Agree, as a non-American I read the WP, the NYT and in Germany stuff like the Sueddeutsche. When I watch US news, aside from late night stuff which became surprisingly good at this, it is left-leaning, e.g Rachel Maddow or Chris Hayes. i can't stand CNN. And yes, i am aware that the mentioned TV news shows are a lot opinion. But I do also get the same news from European sources, so there is a balance. I reall do have to stop watching that stuff after the election it is nauseating, but pretty damn important, not just for the US.

Written news and commentary (mainly online) is not that different. When Trump caught covid, there were endless articles speculating about how severe his illness was or whether a second week with the virus would bring about more severe symptoms. Just a bunch of suppositions and hypotheticals to get you to click and spend a few minutes reading.

The main loss from all this is not wasted time but that serious issues receive less discussion in favor of what's happening right now and what it could possibly mean.

I mean, the current President of CNN was previously in charge of NBC's primetime programming when he lined up Trump for The Apprentice. https://www.nytimes.com/2020/09/20/business/media/jeff-zucke...

It was a race to the bottom driven by ratings.

I stopped religiously reading news after I stumbled upon Aaron Swartz's blog post on the topic [0] way back when!

I'd say I have been insulated from the depressiveness of it all ever since but also that I've lost the ability to meaningfully participate or contribute to socio/economical/political discussions that seem to dominate any gathering of modest size [1].

[0] http://www.aaronsw.com/weblog/hatethenews

[1] This quote particularly hits home: The worst illiterate is the political illiterate, he doesn’t hear, doesn’t speak, nor participates in the political events. He doesn’t know the cost of life, the price of the bean, of the fish, of the flour, of the rent, of the shoes and of the medicine, all depends on political decisions.
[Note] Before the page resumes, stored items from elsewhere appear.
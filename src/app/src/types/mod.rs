//! Domain-based type organization
//!
//! Types are organized by domain to match the structure in `update/`:
//! - config: Device configuration snapshot and its wire decoding
//! - form: Form values, fields and validation
//! - message: Inbound and outbound socket frames
//! - scan: Network scan state machine and selection list
//! - session: Connection and page state

pub mod config;
pub mod form;
pub mod message;
pub mod scan;
pub mod session;

pub use config::*;
pub use form::*;
pub use message::*;
pub use scan::*;
pub use session::*;
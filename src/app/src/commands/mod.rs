pub mod socket;
pub mod timer;
//! Static settings of the configuration page.
//!
//! The device serves the page itself, so the socket endpoint is always derived
//! from the host the page was loaded from. Everything else is fixed at compile
//! time; the shell only supplies the host on [`crate::events::Event::Initialize`].

use serde::{Deserialize, Serialize};

/// Scheme of the device socket. The device does not terminate TLS.
pub const WS_SCHEME: &str = "ws";

/// Path of the socket endpoint on the device.
pub const WS_PATH: &str = "/ws";

/// Broker port used whenever the device or the form does not provide one.
pub const DEFAULT_MQTT_PORT: u16 = 1883;

/// Label of the refresh control while no scan is running.
pub const REFRESH_LABEL: &str = "Refresh";

/// Constructs the socket address for the given page host.
///
/// # Example
/// ```
/// use watering_config_core::config::build_ws_url;
/// let url = build_ws_url("192.168.4.1");
/// assert_eq!(url, "ws://192.168.4.1/ws");
/// ```
pub fn build_ws_url(host: &str) -> String {
    format!("{WS_SCHEME}://{host}{WS_PATH}")
}

/// Label of the refresh control while a scan is counting down.
pub fn scanning_label(seconds_remaining: u32) -> String {
    format!("Scanning ({seconds_remaining})")
}

/// Timing of a network scan cycle
#[derive(Debug, Clone, Copy, Serialize, Deserialize, PartialEq, Eq)]
#[serde(rename_all = "camelCase")]
pub struct ScanSettings {
    /// Seconds until an unanswered scan is abandoned
    pub timeout_seconds: u32,
    /// Period of the countdown tick in milliseconds
    pub tick_millis: u64,
}

impl Default for ScanSettings {
    fn default() -> Self {
        Self {
            timeout_seconds: 10,
            tick_millis: 1000,
        }
    }
}

impl ScanSettings {
    pub fn timeout_millis(&self) -> u64 {
        u64::from(self.timeout_seconds) * 1000
    }
}
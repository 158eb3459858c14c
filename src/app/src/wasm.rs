//! WebAssembly FFI bindings for the Crux Core
//!
//! The configuration page talks to the core only through these three functions.
//! Socket frames and timer expiries come back in as events or effect responses.

use lazy_static::lazy_static;
use wasm_bindgen::prelude::wasm_bindgen;

use crux_core::{bridge::Bridge, Core};

use crate::App;

lazy_static! {
    static ref CORE: Bridge<App> = Bridge::new(Core::new());
}

/// Initialize the WASM module and route `log` output to the browser console
///
/// This runs automatically when the WASM module is loaded, before the page
/// sends `Event::Initialize`.
#[wasm_bindgen(start)]
pub fn init_wasm() {
    console_log::init_with_level(log::Level::Debug).expect("Failed to initialize logger");
}

/// Process an event from JavaScript
///
/// Takes a bincode-serialized Event and returns bincode-serialized Effects.
#[wasm_bindgen]
pub fn process_event(event_bytes: &[u8]) -> Vec<u8> {
    let mut effects = Vec::new();
    CORE.update(event_bytes, &mut effects)
        .expect("Failed to process event");
    effects
}

/// Get the current view model
///
/// Returns a bincode-serialized ViewModel.
#[wasm_bindgen]
pub fn view() -> Vec<u8> {
    let mut view = Vec::new();
    CORE.view(&mut view).expect("Failed to get view model");
    view
}

/// Handle a response to an effect
///
/// Takes an effect ID and bincode-serialized response data.
/// Returns bincode-serialized Effects that should be processed.
#[wasm_bindgen]
pub fn handle_response(id: u32, response_bytes: &[u8]) -> Vec<u8> {
    let mut effects = Vec::new();
    CORE.resolve(
        crux_core::bridge::EffectId(id),
        response_bytes,
        &mut effects,
    )
    .expect("Failed to handle response");
    effects
}
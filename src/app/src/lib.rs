pub mod commands;
pub mod config;
pub mod error;
pub mod events;
pub mod macros;
pub mod model;
pub mod types;
pub mod update;

#[cfg(target_arch = "wasm32")]
pub mod wasm;


use crux_core::Command;

// Re-export core types
pub use crate::{
    commands::{
        socket::{SocketOperation, SocketOutput},
        timer::{TimerOperation, TimerOutput},
    },
    error::ProtocolError,
    events::Event,
    model::Model,
    types::*,
};

#[crux_macros::effect(typegen)]
pub enum Effect {
    Render(crux_core::render::RenderOperation),
    Socket(SocketOperation),
    Timer(TimerOperation),
}

pub type SocketCmd = crate::commands::socket::Socket<Effect, Event>;
pub type TimerCmd = crate::commands::timer::Timer<Effect, Event>;

/// The Core application
#[derive(Default)]
pub struct App;

impl crux_core::App for App {
    type Event = Event;
    type Model = Model;
    type ViewModel = Model;
    type Effect = Effect;

    fn update(&self, event: Self::Event, model: &mut Self::Model) -> Command<Effect, Event> {
        update::update(event, model)
    }

    fn view(&self, model: &Self::Model) -> Self::ViewModel {
        model.clone()
    }
}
The political illiterate is so stupid that he is proud and swells his chest saying that he hates politics. The imbecile doesn’t know that, from his political ignorance is born the prostitute, the abandoned child, and the worst thieves of all, the bad politician, corrupted and flunky of the national and multinational companies. --Bretolt Brecht (https://www.goodreads.com/quotes/541442-the-worst-illiterate...)

[1] sounds like a good quote, but keep in mind that the author of that quote was a tacit supporter of Leininsm and Stalinism, and initially supported East Germany's murderous repression of union labor.

In practice many people who "hate politics" are, I think, at least partially motivated by not desiring to get into conversations with people who would call them "illiterate" and "imbecile" for, yanno, not supporting evil authoritarianism and the nonsense pseudophilosophy that motivates it.

I think many people would not "hate politics" were it not for the nature of the politically-motivated to look down on those who disagree.

Also keep in mind that the quote is from a different time. Today if something important happens I will find out about it even if I don't want to. An acquaintance will text me, or it will be discussed somewhere (everywhere perhaps) online. You'd have to make a huge effort to be "politically illiterate" in the sense Brecht describes, well beyond not reading the news.

I'm not sure that is true. Even the illiterate can see the problems. But he will not know how they came to be, or how they could be resolved. That the politician promising to fix it all will just make it worse.

> Even the illiterate can see the problems. But he will not know how they came to be, or how they could be resolved.

Will the literate know? It seems similar to a sports fan saying what the coach should do. They absolutely know that if they'd just do X, they'd win. I have zero knowledge about professional sports. My guess is that neither I nor that kind of fan actually do know how to coach a professional sports team.

I believe it's similar in politics. If you don't become a subject matter expert -and I don't mean "politics expert", I mean a tiny field and literally expert, like seasonal effects on labor requirements in some specialized industry- you don't know how to fix "it" whether you watch 0 or 10 hours of news a week.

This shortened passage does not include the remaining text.